BookmarkSubscribeRSS Feed
🔒 This topic is solved and locked. Need further help from the community? Please sign in and ask a new question.
kiranv_
Rhodochrosite | Level 12

Hi

 

I have below dataset

data have;
input id val1 $ val2 $;
datalines;
1 123 CDE
1 345 CEF
1 756 CEF
1 458 HHH
1 789 JJJ
1 999 KLM
1 777 KLM
;

depending on val2 I need to concatenated val1 and get unique combination, output should be  like something as shown below. I have multiple ids, for simplicity sake, I am just showing one id.

 

Edit1:  In this table  val2 column have duplicates for CEF and KLM values,  rule is the concatenation of val1 should  have only single combination of  CEF and KLM. Below is little elaborate discussion on this

 

   first row shown in want dataset has  123,345(CEF),458,789,999(KLM) is having only one row  with respect val2 column of CEF and  

   KLM (first instances of CEF and KLM). 

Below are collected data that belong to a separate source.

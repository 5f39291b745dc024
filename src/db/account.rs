//! Accounts, positions, and trade history reads

use crate::db::models::{Account, PositionView, Trade};
use crate::db::{fmt_ts, parse_ts};
use crate::error::{AppError, Result};
use chrono::{DateTime, Utc};
use rusqlite::{params, Connection, OptionalExtension, Row};

fn account_from_row(row: &Row<'_>) -> rusqlite::Result<(i64, i64, f64, String)> {
    Ok((row.get(0)?, row.get(1)?, row.get(2)?, row.get(3)?))
}

fn build_account(raw: (i64, i64, f64, String)) -> Option<Account> {
    let (id, owner_id, cash, created) = raw;
    Some(Account {
        id,
        owner_id,
        cash,
        created_at: parse_ts(&created)?,
    })
}

/// Create the owner's account with starting cash if it does not exist.
pub fn ensure_account(
    conn: &Connection,
    owner_id: i64,
    starting_cash: f64,
    now: DateTime<Utc>,
) -> Result<Account> {
    let inserted = conn.execute(
        "INSERT INTO accounts (owner_id, cash, created_at) VALUES (?1, ?2, ?3)
         ON CONFLICT (owner_id) DO NOTHING",
        params![owner_id, starting_cash, fmt_ts(now)],
    )?;
    if inserted > 0 {
        tracing::info!("Created account for owner {}", owner_id);
    }

    get_account_by_owner(conn, owner_id)?
        .ok_or_else(|| AppError::NotFound(format!("account for owner {}", owner_id)))
}

pub fn get_account(conn: &Connection, account_id: i64) -> Result<Option<Account>> {
    let raw = conn
        .query_row(
            "SELECT id, owner_id, cash, created_at FROM accounts WHERE id = ?1",
            params![account_id],
            account_from_row,
        )
        .optional()?;

    Ok(raw.and_then(build_account))
}

pub fn get_account_by_owner(conn: &Connection, owner_id: i64) -> Result<Option<Account>> {
    let raw = conn
        .query_row(
            "SELECT id, owner_id, cash, created_at FROM accounts WHERE owner_id = ?1",
            params![owner_id],
            account_from_row,
        )
        .optional()?;

    Ok(raw.and_then(build_account))
}

pub fn all_accounts(conn: &Connection) -> Result<Vec<Account>> {
    let mut stmt = conn.prepare("SELECT id, owner_id, cash, created_at FROM accounts ORDER BY id")?;

    let raw = stmt
        .query_map([], account_from_row)?
        .collect::<std::result::Result<Vec<_>, _>>()?;

    Ok(raw.into_iter().filter_map(build_account).collect())
}

/// (qty, avg_price) for one symbol, if the account ever held it.
pub fn position_for(
    conn: &Connection,
    account_id: i64,
    secid: &str,
    board: &str,
) -> Result<Option<(f64, f64)>> {
    let row = conn
        .query_row(
            "SELECT p.qty, p.avg_price
             FROM positions p
             JOIN instruments i ON i.id = p.instrument_id
             WHERE p.account_id = ?1 AND i.secid = ?2 AND i.board = ?3",
            params![account_id, secid.trim().to_uppercase(), board],
            |row| Ok((row.get(0)?, row.get(1)?)),
        )
        .optional()?;

    Ok(row)
}

/// All positions for the account, with instrument identity joined in.
pub fn list_positions(conn: &Connection, account_id: i64, board: &str) -> Result<Vec<PositionView>> {
    let mut stmt = conn.prepare(
        "SELECT i.secid, i.name, p.qty, p.avg_price
         FROM positions p
         JOIN instruments i ON i.id = p.instrument_id
         WHERE p.account_id = ?1 AND i.board = ?2
         ORDER BY i.secid ASC",
    )?;

    let positions = stmt
        .query_map(params![account_id, board], |row| {
            Ok(PositionView {
                secid: row.get(0)?,
                name: row.get(1)?,
                qty: row.get(2)?,
                avg_price: row.get(3)?,
            })
        })?
        .collect::<std::result::Result<Vec<_>, _>>()?;

    Ok(positions)
}

/// Every position on the board across all accounts, for ranking.
pub fn positions_by_board(conn: &Connection, board: &str) -> Result<Vec<(i64, String, f64)>> {
    let mut stmt = conn.prepare(
        "SELECT p.account_id, i.secid, p.qty
         FROM positions p
         JOIN instruments i ON i.id = p.instrument_id
         WHERE i.board = ?1",
    )?;

    let rows = stmt
        .query_map(params![board], |row| {
            Ok((row.get(0)?, row.get(1)?, row.get(2)?))
        })?
        .collect::<std::result::Result<Vec<_>, _>>()?;

    Ok(rows)
}

/// Most recent trades first.
pub fn list_trades(conn: &Connection, account_id: i64, limit: usize) -> Result<Vec<Trade>> {
    let mut stmt = conn.prepare(
        "SELECT t.id, t.account_id, i.secid, t.side, t.qty, t.price, t.created_at
         FROM trades t
         JOIN instruments i ON i.id = t.instrument_id
         WHERE t.account_id = ?1
         ORDER BY t.created_at DESC, t.id DESC
         LIMIT ?2",
    )?;

    let raw = stmt
        .query_map(params![account_id, limit as i64], |row| {
            Ok((
                row.get::<_, i64>(0)?,
                row.get::<_, i64>(1)?,
                row.get::<_, String>(2)?,
                row.get::<_, String>(3)?,
                row.get::<_, f64>(4)?,
                row.get::<_, f64>(5)?,
                row.get::<_, String>(6)?,
            ))
        })?
        .collect::<std::result::Result<Vec<_>, _>>()?;

    Ok(raw
        .into_iter()
        .filter_map(|(id, account_id, secid, side, qty, price, created)| {
            Some(Trade {
                id,
                account_id,
                secid,
                side,
                qty,
                price,
                created_at: parse_ts(&created)?,
            })
        })
        .collect())
}

#[cfg(test)]
mod tests {
    use super::*;
    use crate::db::SqliteDb;
    use chrono::TimeZone;

    #[test]
    fn ensure_account_creates_once_with_starting_cash() {
        let db = SqliteDb::open_in_memory().unwrap();
        let now = Utc.with_ymd_and_hms(2026, 1, 10, 9, 0, 0).unwrap();

        let first = db.ensure_account(42, 10_000.0, now).unwrap();
        assert_eq!(first.cash, 10_000.0);
        assert_eq!(first.owner_id, 42);

        // Second authentication must not reset the balance.
        let again = db.ensure_account(42, 99_999.0, now).unwrap();
        assert_eq!(again.id, first.id);
        assert_eq!(again.cash, 10_000.0);
    }

    #[test]
    fn position_for_unknown_symbol_is_none() {
        let db = SqliteDb::open_in_memory().unwrap();
        let now = Utc.with_ymd_and_hms(2026, 1, 10, 9, 0, 0).unwrap();
        let acc = db.ensure_account(1, 10_000.0, now).unwrap();

        assert!(db.position_for(acc.id, "SBER", "TQBR").unwrap().is_none());
    }
}
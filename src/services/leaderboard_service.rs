//! Equity leaderboard
//!
//! Ranks every account by cash plus mark-to-market position value.
//! Latest closes are resolved once for the whole board, not per account.
//! Unlike the strict portfolio valuation, a missing price contributes
//! zero here: ranking stays best-effort.

use crate::config::DAILY_INTERVAL;
use crate::error::Result;
use crate::state::AppState;
use serde::{Deserialize, Serialize};
use std::collections::HashMap;

/// Largest leaderboard a caller can request.
pub const MAX_LEADERBOARD: usize = 100;

/// One ranked account
#[derive(Debug, Clone, Serialize, Deserialize)]
pub struct LeaderboardEntry {
    pub rank: u32,
    pub account_id: i64,
    pub owner_id: i64,
    pub cash: f64,
    pub equity: f64,
}

/// Leaderboard service for business logic
pub struct LeaderboardService;

impl LeaderboardService {
    /// Top accounts by equity, rank 1 first.
    pub fn top(state: &AppState, top: usize) -> Result<Vec<LeaderboardEntry>> {
        let top = top.clamp(1, MAX_LEADERBOARD);
        let board = &state.config.board;

        let last_by_secid = state.db.latest_closes(board, DAILY_INTERVAL)?;

        let mut value_by_account: HashMap<i64, f64> = HashMap::new();
        for (account_id, secid, qty) in state.db.positions_by_board(board)? {
            if qty <= 0.0 {
                continue;
            }
            let last = last_by_secid.get(&secid).copied().unwrap_or(0.0);
            *value_by_account.entry(account_id).or_insert(0.0) += qty * last;
        }

        let mut entries: Vec<LeaderboardEntry> = state
            .db
            .all_accounts()?
            .into_iter()
            .map(|acc| {
                let value = value_by_account.get(&acc.id).copied().unwrap_or(0.0);
                LeaderboardEntry {
                    rank: 0,
                    account_id: acc.id,
                    owner_id: acc.owner_id,
                    cash: acc.cash,
                    equity: acc.cash + value,
                }
            })
            .collect();

        entries.sort_by(|a, b| {
            b.equity
                .partial_cmp(&a.equity)
                .unwrap_or(std::cmp::Ordering::Equal)
        });
        entries.truncate(top);
        for (i, entry) in entries.iter_mut().enumerate() {
            entry.rank = (i + 1) as u32;
        }

        Ok(entries)
    }
}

  second row has 123,756(second instance of CEF),458,789,999( first instance of KLM)

   third row has 123,345 (first instance of CEF),458,789,777(second instance of KLM)

fourth row has 123,756 (second instance of CEF),,458,789,777 (second instance of KLM)

 

 

data want;
Input Val $50.;
datalines;
123,345,458,789,999
123,756,458,789,999
123,345,458,789,777
123,756,458,789,777
;

 I have tried first. and last. but I am unable to make unique combinations. Please let me know if you have any suggestions or ideas for this problem an also let me know if something is unclear.

 

1 ACCEPTED SOLUTION

Accepted Solutions
hashman
Ammonite | Level 13

@kiranv_

 

A curious puzzle. The wrinkle is the order in which you want to collect the values from the dupes. Normally, one would fix the first dupe value of the first dupe and collect the rest, then fix the second and collect the rest, and so on. The difference between this "usual" order and your order can be illustrated as follows:

Usual order             Your order         
-----------             ----------         
data _null_ ;           data _null_ ;      
  do i = 1 to 2 ;         do j = 1 to 2 ;  
    do j = 1 to 2 ;         do i = 1 to 2 ;
      put i= j= ;             put i= j= ;  
    end ;                   end ;          
  end ;                   end ;            
run ;                   run ;              
-------                 -------            
i=1 j=1                 i=1 j=1            
i=1 j=2                 i=2 j=1            
i=2 j=1                 i=1 j=2            
i=2 j=2                 i=2 j=2            

Hence, if nested loops are to be used for the task (as done below), they need to be inverted similarly to the above. You can run my code directly against your sample input (and will get the result you want), but for the sake of wider generality I've prepared my own, so that a case with double and triple dupes could be tested - otherwise one can't be sure that the algorithm is valid.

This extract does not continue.